§ What to work on: Exactly the lines from the start of the data below through the line containing "impl PartialOrd for" must be returned, and no others.

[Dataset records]
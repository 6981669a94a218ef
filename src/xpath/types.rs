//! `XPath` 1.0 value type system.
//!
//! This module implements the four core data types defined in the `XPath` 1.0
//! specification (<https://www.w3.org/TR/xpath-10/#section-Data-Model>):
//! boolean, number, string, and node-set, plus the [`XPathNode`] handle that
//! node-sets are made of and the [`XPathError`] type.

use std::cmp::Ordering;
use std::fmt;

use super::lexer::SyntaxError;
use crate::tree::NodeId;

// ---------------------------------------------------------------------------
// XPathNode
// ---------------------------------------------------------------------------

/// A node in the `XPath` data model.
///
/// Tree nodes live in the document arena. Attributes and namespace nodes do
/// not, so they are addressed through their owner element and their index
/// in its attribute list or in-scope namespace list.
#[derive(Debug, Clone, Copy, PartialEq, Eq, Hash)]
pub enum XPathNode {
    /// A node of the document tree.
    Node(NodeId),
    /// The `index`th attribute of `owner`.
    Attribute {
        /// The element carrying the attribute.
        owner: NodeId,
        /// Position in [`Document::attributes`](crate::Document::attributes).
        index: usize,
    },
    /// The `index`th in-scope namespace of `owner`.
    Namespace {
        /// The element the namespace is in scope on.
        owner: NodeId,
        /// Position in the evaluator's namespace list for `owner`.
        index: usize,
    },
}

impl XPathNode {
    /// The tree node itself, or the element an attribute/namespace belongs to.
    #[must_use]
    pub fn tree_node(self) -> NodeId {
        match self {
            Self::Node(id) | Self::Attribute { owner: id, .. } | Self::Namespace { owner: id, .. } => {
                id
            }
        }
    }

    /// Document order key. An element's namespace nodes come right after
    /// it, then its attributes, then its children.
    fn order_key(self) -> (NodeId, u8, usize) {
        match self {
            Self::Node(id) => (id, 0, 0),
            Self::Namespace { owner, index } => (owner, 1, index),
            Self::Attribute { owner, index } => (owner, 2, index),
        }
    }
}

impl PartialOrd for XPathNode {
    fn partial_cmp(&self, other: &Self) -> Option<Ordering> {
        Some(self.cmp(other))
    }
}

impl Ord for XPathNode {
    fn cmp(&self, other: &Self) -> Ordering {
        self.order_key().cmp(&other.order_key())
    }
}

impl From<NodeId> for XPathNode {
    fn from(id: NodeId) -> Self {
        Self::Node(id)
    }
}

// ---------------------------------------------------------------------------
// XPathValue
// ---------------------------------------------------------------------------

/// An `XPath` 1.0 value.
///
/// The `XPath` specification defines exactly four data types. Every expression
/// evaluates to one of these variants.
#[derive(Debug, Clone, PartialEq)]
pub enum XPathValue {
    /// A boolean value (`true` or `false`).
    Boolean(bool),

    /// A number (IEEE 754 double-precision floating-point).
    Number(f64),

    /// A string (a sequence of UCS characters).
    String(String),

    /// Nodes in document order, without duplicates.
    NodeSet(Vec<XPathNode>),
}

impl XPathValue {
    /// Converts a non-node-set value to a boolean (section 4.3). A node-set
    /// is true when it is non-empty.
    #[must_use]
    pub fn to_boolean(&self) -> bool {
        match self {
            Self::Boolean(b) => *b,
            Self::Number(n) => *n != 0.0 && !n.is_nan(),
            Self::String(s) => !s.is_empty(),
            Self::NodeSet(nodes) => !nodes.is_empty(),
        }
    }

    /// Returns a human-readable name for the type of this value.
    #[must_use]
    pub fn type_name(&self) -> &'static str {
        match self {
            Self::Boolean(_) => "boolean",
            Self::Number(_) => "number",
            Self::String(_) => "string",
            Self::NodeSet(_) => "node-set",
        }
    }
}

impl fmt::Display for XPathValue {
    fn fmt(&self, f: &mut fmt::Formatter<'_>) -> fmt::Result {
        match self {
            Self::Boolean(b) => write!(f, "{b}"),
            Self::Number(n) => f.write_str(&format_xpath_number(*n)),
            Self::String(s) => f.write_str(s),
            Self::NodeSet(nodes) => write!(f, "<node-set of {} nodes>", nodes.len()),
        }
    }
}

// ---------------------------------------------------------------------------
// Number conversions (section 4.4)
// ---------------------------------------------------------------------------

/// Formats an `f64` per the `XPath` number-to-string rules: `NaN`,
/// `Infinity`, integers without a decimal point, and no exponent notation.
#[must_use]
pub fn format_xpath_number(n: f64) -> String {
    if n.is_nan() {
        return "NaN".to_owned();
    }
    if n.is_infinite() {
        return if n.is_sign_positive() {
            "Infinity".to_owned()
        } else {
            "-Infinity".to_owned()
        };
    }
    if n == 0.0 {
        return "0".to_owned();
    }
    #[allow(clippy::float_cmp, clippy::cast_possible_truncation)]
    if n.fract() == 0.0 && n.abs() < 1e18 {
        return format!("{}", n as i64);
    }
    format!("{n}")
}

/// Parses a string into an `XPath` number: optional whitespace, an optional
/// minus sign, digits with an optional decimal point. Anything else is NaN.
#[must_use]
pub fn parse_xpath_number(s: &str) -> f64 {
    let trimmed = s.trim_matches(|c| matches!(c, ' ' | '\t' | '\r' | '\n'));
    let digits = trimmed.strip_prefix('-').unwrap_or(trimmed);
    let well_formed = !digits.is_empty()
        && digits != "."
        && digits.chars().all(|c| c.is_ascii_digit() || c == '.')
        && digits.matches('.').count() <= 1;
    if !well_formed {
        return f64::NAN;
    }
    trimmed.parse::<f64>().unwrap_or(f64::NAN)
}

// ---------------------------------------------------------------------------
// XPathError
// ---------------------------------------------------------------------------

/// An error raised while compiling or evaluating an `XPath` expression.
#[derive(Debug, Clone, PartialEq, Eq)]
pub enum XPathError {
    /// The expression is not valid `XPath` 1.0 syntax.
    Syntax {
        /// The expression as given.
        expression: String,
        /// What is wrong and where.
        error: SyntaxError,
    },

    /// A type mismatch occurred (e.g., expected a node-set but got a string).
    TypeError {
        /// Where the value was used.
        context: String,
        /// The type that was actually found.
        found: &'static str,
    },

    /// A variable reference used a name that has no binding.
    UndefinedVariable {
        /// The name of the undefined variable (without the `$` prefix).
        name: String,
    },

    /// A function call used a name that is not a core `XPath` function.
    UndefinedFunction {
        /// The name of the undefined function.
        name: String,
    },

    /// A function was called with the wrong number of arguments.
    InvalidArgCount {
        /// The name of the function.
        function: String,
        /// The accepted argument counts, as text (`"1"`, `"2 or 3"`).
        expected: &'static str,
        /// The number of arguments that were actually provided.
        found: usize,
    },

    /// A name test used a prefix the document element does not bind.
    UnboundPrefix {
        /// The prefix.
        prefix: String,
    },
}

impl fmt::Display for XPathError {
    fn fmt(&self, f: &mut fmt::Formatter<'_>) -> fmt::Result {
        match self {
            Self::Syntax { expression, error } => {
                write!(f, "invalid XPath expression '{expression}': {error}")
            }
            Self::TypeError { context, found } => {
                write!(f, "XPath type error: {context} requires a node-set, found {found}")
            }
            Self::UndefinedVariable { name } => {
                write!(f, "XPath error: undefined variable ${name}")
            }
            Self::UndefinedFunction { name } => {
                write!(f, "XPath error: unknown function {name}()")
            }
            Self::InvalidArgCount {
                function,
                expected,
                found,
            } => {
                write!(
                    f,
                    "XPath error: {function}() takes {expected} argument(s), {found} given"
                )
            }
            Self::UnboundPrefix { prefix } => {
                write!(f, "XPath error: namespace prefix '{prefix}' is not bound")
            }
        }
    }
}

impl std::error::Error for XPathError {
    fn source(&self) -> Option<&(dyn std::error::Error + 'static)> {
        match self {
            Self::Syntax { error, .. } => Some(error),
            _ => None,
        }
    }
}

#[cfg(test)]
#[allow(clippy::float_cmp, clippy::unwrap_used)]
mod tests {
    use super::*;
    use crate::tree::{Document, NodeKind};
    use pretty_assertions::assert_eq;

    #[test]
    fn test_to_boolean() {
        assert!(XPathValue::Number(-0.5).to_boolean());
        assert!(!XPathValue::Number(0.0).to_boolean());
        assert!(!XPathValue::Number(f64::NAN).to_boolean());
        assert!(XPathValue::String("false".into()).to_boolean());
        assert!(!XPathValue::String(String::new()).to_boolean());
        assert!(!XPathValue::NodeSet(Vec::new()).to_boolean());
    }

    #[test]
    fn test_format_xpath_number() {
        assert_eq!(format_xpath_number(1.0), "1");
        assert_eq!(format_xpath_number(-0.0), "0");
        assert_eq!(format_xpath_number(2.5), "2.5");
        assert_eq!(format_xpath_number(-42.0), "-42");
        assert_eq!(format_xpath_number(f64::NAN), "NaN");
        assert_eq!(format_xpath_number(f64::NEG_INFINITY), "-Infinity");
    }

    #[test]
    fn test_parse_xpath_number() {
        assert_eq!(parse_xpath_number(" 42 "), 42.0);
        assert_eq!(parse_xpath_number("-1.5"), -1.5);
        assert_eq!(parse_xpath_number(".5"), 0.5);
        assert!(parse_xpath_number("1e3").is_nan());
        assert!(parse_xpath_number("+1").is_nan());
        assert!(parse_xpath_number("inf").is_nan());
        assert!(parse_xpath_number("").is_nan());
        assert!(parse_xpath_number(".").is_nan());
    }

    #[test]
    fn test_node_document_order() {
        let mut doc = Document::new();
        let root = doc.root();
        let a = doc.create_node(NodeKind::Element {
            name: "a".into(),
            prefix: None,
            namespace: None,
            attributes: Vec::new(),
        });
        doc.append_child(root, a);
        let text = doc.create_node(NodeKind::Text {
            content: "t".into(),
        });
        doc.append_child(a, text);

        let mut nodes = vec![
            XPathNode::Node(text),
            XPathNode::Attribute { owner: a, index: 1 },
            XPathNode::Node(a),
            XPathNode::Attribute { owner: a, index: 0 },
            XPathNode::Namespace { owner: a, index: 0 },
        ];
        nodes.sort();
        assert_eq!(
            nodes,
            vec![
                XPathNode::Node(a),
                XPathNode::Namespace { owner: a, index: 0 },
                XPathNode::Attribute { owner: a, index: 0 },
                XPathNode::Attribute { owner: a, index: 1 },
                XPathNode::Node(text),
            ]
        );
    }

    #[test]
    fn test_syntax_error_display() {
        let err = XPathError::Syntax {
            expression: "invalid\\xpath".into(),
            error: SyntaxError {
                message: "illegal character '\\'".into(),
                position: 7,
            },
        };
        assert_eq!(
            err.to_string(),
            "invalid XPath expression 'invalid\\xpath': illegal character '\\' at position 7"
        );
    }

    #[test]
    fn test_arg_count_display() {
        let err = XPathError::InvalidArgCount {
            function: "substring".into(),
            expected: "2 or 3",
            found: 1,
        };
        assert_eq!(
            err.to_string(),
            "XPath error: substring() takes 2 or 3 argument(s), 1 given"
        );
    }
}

§ Solution to the problem:
repository 6981669a94a218ef
filename src/xpath/types.rs
//! `XPath` 1.0 value type system.
//!
//! This module implements the four core data types defined in the `XPath` 1.0
//! specification (<https://www.w3.org/TR/xpath-10/#section-Data-Model>):
//! boolean, number, string, and node-set, plus the [`XPathNode`] handle that
//! node-sets are made of and the [`XPathError`] type.

use std::cmp::Ordering;
use std::fmt;

use super::lexer::SyntaxError;
use crate::tree::NodeId;

// ---------------------------------------------------------------------------
// XPathNode
// ---------------------------------------------------------------------------

/// A node in the `XPath` data model.
///
/// Tree nodes live in the document arena. Attributes and namespace nodes do
/// not, so they are addressed through their owner element and their index
/// in its attribute list or in-scope namespace list.
#[derive(Debug, Clone, Copy, PartialEq, Eq, Hash)]
pub enum XPathNode {
    /// A node of the document tree.
    Node(NodeId),
    /// The `index`th attribute of `owner`.
    Attribute {
        /// The element carrying the attribute.
        owner: NodeId,
        /// Position in [`Document::attributes`](crate::Document::attributes).
        index: usize,
    },
    /// The `index`th in-scope namespace of `owner`.
    Namespace {
        /// The element the namespace is in scope on.
        owner: NodeId,
        /// Position in the evaluator's namespace list for `owner`.
        index: usize,
    },
}

impl XPathNode {
    /// The tree node itself, or the element an attribute/namespace belongs to.
    #[must_use]
    pub fn tree_node(self) -> NodeId {
        match self {
            Self::Node(id) | Self::Attribute { owner: id, .. } | Self::Namespace { owner: id, .. } => {
                id
            }
        }
    }

    /// Document order key. An element's namespace nodes come right after
    /// it, then its attributes, then its children.
    fn order_key(self) -> (NodeId, u8, usize) {
        match self {
            Self::Node(id) => (id, 0, 0),
            Self::Namespace { owner, index } => (owner, 1, index),
            Self::Attribute { owner, index } => (owner, 2, index),
        }
    }
}

impl PartialOrd for XPathNode {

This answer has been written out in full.